Each line of the data below that contains "stmts" must be copied.

=== Begin Enclosure ===

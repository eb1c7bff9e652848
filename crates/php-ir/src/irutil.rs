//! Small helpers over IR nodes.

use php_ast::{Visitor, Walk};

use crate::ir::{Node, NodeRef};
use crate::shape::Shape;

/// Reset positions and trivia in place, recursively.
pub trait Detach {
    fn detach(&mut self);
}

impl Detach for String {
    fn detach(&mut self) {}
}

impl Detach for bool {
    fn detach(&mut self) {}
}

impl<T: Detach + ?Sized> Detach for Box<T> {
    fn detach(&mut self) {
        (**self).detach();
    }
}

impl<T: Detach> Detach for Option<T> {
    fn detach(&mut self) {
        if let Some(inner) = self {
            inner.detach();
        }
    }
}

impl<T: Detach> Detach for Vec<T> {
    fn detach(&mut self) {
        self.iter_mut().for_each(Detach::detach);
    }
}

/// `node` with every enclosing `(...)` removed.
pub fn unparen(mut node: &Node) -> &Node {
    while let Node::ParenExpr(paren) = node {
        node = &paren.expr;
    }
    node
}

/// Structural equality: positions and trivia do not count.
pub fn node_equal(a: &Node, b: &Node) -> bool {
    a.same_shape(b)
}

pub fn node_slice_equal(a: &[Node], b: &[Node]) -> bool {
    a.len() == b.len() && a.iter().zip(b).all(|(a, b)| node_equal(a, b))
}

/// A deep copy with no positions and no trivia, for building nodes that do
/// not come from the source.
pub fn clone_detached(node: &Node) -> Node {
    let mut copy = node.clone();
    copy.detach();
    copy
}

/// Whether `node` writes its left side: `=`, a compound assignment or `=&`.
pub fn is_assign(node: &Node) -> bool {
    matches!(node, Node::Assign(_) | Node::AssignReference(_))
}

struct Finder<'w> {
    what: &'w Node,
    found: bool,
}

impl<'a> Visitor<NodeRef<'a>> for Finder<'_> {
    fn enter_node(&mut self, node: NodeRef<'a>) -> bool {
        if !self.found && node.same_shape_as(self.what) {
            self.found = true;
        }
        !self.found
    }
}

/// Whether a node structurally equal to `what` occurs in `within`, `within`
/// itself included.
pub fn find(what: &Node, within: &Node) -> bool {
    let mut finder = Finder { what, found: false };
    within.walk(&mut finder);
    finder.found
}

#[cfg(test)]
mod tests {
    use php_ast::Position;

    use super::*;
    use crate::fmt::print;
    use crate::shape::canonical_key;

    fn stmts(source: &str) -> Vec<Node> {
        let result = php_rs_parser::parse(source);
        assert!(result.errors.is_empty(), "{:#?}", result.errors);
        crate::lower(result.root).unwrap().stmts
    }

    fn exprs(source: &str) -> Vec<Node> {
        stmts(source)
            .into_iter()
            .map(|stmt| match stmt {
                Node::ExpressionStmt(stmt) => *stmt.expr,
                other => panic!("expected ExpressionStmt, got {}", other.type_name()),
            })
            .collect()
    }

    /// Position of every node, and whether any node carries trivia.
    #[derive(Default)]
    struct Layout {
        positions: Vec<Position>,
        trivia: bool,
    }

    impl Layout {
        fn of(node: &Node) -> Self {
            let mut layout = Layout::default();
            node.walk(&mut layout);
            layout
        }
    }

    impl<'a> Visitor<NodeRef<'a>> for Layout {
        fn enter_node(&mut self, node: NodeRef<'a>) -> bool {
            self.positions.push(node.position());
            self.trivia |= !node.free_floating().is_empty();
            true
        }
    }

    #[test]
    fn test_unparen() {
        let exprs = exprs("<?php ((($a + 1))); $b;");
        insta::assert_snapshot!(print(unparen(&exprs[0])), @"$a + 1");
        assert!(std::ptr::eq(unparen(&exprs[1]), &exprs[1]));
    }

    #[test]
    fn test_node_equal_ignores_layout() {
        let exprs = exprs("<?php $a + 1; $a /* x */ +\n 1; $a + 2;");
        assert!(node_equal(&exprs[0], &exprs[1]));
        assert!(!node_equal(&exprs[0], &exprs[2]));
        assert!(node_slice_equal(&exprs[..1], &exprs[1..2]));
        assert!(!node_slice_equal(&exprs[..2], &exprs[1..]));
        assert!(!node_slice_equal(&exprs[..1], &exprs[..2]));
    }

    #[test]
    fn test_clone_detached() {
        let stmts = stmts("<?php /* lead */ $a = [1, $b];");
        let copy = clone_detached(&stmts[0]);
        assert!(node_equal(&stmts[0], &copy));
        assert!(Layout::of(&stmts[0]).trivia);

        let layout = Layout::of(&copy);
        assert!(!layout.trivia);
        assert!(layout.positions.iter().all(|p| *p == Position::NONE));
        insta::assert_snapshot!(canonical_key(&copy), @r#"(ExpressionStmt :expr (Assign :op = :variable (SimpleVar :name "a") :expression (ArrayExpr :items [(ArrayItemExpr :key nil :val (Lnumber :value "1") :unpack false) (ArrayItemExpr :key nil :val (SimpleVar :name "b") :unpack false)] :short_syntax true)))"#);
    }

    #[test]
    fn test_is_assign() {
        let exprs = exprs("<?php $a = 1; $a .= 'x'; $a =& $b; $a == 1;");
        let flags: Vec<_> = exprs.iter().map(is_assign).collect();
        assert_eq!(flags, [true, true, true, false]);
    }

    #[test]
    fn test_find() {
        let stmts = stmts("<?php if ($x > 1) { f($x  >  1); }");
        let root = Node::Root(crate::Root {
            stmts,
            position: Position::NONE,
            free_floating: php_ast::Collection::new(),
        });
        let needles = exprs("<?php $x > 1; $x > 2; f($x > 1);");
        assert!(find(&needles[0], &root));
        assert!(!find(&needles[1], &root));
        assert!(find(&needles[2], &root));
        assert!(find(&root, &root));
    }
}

=== End Enclosure ===

## Exercise result
    fn stmts(source: &str) -> Vec<Node> {
        crate::lower(result.root).unwrap().stmts
        stmts(source)
        let stmts = stmts("<?php /* lead */ $a = [1, $b];");
        let copy = clone_detached(&stmts[0]);
        assert!(node_equal(&stmts[0], &copy));
        assert!(Layout::of(&stmts[0]).trivia);
        let stmts = stmts("<?php if ($x > 1) { f($x  >  1); }");
            stmts,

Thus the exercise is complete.